**WHAT THE TASK REQUIRES**:
Restate word for word the lines of the entries below, starting with the line that holds "ad-hoc chain waits" and ending with the line that holds "#[derive(Parser, Debug)]", and no others.

^^^^^^^^^^^^^^^^

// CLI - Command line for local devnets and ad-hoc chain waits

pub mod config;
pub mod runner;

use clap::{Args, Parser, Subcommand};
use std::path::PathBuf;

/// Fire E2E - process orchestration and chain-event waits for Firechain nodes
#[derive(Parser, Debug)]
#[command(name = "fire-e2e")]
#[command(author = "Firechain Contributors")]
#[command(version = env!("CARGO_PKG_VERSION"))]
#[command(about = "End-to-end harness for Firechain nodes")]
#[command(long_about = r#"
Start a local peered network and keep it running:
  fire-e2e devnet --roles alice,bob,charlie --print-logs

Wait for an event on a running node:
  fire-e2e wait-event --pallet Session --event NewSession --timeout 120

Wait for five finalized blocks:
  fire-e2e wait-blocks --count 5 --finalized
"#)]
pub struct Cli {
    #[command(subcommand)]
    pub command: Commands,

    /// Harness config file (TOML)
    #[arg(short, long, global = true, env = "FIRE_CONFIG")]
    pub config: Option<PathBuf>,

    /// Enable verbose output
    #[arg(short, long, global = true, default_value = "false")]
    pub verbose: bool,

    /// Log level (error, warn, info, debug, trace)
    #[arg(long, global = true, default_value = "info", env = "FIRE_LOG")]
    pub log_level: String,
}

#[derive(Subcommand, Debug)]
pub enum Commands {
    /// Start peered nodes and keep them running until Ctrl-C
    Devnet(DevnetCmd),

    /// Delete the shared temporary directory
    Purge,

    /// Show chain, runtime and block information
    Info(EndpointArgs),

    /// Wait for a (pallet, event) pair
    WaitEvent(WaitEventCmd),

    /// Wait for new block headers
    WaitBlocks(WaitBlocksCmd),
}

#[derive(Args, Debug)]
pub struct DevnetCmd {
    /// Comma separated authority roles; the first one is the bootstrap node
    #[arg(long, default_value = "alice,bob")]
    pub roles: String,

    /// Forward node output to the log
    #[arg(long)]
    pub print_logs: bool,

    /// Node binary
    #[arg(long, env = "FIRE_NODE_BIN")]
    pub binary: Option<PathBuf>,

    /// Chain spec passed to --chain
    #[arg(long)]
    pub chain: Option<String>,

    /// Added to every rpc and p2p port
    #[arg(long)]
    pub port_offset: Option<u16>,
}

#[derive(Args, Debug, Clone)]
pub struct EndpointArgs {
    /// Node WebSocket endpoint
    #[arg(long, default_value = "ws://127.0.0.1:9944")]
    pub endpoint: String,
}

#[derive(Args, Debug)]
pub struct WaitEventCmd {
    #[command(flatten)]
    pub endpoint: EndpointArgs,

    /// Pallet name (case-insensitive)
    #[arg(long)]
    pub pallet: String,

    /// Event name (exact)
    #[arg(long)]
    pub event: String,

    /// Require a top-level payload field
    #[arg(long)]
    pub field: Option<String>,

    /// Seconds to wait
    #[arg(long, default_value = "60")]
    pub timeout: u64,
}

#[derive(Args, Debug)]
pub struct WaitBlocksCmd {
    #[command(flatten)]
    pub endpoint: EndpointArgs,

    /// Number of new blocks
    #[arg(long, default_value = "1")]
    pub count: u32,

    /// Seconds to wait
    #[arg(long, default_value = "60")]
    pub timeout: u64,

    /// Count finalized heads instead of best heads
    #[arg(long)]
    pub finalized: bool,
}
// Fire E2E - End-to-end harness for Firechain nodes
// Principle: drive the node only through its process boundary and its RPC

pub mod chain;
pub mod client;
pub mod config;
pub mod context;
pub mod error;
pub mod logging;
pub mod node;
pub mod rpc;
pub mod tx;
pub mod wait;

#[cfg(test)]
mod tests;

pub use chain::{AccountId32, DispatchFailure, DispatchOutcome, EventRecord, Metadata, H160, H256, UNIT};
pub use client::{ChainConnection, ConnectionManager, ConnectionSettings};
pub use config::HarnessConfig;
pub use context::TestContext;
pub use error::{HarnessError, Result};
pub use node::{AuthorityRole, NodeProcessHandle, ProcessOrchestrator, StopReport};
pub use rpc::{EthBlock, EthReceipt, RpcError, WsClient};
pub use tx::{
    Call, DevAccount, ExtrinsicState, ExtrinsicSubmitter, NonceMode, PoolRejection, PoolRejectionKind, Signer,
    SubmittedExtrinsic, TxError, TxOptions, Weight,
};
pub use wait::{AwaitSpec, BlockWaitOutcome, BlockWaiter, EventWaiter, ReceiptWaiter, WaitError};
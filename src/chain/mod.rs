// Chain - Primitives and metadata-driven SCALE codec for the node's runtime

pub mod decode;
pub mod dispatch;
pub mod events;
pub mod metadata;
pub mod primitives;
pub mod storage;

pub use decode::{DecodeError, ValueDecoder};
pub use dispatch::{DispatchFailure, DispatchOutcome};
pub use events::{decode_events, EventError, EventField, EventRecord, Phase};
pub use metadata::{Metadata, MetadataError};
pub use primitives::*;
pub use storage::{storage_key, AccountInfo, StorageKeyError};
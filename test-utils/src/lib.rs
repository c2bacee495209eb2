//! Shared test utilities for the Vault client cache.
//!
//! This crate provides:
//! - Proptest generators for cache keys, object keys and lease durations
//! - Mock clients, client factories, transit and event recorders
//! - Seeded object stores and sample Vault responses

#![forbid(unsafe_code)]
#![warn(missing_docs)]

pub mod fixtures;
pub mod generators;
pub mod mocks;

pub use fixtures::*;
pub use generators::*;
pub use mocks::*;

^^^^^^^^^^^^^^^^

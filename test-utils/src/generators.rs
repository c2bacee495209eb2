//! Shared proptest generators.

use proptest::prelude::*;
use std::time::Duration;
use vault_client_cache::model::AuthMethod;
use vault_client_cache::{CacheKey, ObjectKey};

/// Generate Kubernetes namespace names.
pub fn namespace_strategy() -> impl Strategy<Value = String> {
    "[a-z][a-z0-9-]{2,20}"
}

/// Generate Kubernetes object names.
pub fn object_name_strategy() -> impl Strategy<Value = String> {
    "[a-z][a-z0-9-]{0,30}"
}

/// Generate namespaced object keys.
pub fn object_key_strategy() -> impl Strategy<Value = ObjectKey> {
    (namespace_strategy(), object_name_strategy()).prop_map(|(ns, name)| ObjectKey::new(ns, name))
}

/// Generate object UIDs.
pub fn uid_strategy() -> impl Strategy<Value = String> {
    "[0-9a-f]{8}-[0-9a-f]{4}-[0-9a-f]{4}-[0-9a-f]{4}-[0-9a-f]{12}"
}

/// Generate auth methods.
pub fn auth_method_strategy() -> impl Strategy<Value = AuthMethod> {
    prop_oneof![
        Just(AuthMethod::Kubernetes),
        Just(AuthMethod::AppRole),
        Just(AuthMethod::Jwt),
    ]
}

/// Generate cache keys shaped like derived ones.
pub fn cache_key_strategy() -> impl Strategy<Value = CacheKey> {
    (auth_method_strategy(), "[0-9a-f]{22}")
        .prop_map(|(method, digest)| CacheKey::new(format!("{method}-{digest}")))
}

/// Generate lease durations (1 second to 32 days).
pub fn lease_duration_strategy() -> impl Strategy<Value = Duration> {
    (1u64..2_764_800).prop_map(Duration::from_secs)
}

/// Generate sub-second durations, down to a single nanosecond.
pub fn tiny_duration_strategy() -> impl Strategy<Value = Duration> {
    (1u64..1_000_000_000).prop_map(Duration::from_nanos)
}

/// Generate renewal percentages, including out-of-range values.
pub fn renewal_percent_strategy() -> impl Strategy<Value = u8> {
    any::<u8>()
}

^^^^^^^^^^^^^^^^

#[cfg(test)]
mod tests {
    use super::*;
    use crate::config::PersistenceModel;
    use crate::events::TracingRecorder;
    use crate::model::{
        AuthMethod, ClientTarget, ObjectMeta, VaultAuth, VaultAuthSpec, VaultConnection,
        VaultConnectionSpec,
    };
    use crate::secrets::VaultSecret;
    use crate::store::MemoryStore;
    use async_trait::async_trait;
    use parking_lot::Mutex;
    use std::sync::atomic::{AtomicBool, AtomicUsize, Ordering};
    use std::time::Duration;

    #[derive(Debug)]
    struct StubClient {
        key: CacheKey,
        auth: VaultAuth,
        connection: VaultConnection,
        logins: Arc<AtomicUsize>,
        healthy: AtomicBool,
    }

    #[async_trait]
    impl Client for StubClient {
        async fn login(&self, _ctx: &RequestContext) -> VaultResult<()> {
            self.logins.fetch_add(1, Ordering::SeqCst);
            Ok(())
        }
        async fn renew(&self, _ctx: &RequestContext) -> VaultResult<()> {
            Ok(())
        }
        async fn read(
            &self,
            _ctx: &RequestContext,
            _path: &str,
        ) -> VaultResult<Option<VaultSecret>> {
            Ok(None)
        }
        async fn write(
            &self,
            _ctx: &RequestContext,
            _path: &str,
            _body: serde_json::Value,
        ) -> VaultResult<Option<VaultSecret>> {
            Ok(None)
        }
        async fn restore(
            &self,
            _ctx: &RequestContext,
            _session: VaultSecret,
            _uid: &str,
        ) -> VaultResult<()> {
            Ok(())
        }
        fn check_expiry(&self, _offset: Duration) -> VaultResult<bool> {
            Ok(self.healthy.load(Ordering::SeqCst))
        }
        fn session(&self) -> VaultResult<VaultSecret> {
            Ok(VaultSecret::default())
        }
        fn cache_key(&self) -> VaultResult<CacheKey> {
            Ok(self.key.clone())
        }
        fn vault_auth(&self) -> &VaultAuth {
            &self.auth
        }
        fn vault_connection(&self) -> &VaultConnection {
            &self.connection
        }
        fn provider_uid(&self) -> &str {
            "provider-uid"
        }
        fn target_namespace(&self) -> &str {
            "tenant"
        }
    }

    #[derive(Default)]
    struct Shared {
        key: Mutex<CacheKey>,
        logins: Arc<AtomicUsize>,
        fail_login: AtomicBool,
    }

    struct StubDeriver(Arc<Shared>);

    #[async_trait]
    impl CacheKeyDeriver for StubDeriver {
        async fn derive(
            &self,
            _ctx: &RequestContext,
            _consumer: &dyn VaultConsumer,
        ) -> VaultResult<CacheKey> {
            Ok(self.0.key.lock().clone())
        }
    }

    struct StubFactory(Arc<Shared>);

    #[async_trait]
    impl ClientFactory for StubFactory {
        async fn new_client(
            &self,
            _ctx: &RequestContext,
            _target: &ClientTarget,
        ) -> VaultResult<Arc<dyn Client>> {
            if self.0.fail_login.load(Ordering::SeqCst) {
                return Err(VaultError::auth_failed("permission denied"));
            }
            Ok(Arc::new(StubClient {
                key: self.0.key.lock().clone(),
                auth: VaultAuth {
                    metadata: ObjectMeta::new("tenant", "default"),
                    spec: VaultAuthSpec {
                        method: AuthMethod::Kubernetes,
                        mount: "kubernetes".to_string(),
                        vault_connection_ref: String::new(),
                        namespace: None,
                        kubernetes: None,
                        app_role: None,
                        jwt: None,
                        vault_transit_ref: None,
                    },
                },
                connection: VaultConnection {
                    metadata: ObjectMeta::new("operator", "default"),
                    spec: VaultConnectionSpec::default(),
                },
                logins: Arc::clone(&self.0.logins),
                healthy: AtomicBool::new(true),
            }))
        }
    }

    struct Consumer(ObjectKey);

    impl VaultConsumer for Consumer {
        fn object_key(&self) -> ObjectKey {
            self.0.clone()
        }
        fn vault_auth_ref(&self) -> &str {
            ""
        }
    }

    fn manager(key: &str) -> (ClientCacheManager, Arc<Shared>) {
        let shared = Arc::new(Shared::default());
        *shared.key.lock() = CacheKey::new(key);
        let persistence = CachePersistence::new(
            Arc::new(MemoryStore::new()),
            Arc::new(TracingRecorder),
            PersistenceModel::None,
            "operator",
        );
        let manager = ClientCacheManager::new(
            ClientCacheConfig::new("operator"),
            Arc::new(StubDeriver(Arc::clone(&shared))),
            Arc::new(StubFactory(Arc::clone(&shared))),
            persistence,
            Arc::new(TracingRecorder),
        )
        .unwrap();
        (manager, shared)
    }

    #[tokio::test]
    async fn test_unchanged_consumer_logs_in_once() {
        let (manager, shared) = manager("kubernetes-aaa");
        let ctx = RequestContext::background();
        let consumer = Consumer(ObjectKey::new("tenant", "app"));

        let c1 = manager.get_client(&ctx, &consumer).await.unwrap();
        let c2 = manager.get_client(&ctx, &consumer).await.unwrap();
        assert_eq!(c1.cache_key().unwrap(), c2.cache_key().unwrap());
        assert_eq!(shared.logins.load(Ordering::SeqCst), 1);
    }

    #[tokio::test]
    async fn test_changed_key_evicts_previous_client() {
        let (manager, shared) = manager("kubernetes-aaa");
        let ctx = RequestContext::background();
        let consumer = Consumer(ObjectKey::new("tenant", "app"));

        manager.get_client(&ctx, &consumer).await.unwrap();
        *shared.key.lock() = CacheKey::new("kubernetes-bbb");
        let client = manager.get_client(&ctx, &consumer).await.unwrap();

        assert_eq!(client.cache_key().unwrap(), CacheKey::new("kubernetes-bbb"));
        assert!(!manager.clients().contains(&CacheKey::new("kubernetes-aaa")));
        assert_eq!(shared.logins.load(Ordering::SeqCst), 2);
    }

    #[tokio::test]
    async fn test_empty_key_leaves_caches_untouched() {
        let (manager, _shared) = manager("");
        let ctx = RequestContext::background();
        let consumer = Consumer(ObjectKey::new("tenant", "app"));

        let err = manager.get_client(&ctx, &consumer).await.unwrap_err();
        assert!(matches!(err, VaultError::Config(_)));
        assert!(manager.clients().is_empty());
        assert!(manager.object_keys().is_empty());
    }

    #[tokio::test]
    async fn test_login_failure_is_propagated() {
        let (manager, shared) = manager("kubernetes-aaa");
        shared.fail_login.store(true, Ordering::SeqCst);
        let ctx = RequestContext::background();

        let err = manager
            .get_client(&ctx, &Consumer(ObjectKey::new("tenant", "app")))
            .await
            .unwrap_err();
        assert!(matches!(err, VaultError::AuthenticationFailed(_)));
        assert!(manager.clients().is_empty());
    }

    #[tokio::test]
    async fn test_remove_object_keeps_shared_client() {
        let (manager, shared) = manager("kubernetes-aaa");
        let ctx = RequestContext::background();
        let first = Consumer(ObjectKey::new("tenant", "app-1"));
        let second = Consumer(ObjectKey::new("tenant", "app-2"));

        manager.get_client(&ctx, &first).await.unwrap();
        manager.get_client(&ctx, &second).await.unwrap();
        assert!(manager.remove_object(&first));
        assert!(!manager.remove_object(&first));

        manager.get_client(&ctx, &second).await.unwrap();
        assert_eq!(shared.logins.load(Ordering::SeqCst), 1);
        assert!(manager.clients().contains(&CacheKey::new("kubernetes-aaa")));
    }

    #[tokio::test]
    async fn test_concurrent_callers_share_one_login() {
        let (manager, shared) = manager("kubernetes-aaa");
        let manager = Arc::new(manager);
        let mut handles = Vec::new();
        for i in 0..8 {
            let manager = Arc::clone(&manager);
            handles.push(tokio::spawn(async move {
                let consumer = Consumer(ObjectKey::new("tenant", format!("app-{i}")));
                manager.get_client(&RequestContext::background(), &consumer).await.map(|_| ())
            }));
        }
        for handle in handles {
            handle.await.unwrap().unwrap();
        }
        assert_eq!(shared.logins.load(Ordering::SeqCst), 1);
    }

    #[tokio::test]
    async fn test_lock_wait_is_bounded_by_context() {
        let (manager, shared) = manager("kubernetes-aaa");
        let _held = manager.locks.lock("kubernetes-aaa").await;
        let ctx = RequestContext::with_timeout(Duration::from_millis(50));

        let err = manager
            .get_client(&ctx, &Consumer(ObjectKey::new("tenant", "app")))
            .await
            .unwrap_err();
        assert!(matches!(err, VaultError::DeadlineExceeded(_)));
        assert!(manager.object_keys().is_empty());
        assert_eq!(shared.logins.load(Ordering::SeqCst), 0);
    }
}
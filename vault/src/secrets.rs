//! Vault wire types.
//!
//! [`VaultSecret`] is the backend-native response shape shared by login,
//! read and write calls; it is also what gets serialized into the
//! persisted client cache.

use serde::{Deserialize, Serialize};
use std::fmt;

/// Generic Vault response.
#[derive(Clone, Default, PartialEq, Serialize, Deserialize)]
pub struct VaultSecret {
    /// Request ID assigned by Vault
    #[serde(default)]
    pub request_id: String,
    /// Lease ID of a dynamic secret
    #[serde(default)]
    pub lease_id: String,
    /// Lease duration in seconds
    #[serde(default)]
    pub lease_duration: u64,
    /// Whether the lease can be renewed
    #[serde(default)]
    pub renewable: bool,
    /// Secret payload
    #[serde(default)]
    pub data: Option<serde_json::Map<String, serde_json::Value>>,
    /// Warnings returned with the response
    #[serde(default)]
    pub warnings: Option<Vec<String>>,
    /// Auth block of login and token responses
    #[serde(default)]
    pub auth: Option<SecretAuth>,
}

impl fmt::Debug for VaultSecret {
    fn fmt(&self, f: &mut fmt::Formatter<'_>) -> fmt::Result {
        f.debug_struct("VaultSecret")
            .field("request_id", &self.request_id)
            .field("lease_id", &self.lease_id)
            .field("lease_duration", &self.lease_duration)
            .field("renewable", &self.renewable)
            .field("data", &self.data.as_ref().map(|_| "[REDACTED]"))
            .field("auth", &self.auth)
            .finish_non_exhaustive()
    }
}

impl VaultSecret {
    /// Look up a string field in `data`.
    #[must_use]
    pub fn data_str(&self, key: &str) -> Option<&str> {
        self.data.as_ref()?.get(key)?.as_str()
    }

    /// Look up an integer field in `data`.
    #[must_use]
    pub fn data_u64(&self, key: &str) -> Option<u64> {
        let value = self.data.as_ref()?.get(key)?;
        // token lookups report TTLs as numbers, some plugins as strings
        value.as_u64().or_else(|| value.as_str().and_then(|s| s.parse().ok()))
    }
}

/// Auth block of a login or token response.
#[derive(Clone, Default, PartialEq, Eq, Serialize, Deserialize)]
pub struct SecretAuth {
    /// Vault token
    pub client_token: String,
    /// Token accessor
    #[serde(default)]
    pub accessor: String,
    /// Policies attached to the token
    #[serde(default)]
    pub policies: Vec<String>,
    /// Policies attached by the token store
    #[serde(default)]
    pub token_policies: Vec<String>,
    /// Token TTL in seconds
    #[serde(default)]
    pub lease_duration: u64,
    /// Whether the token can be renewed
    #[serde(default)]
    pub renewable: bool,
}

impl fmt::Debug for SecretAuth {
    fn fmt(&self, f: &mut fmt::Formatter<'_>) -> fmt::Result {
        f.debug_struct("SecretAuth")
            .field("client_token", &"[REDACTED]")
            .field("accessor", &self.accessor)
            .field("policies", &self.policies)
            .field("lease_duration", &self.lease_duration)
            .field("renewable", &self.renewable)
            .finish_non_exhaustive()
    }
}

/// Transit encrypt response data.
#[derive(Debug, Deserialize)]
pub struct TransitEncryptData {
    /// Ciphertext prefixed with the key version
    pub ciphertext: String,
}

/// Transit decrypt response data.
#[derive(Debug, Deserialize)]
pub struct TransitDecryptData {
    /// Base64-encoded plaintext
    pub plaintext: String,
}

^^^^^^^^^^^^^^^^

**WRITTEN RESPONSE**:
// CLI - Command line for local devnets and ad-hoc chain waits

pub mod config;
pub mod runner;

use clap::{Args, Parser, Subcommand};
use std::path::PathBuf;

/// Fire E2E - process orchestration and chain-event waits for Firechain nodes
#[derive(Parser, Debug)]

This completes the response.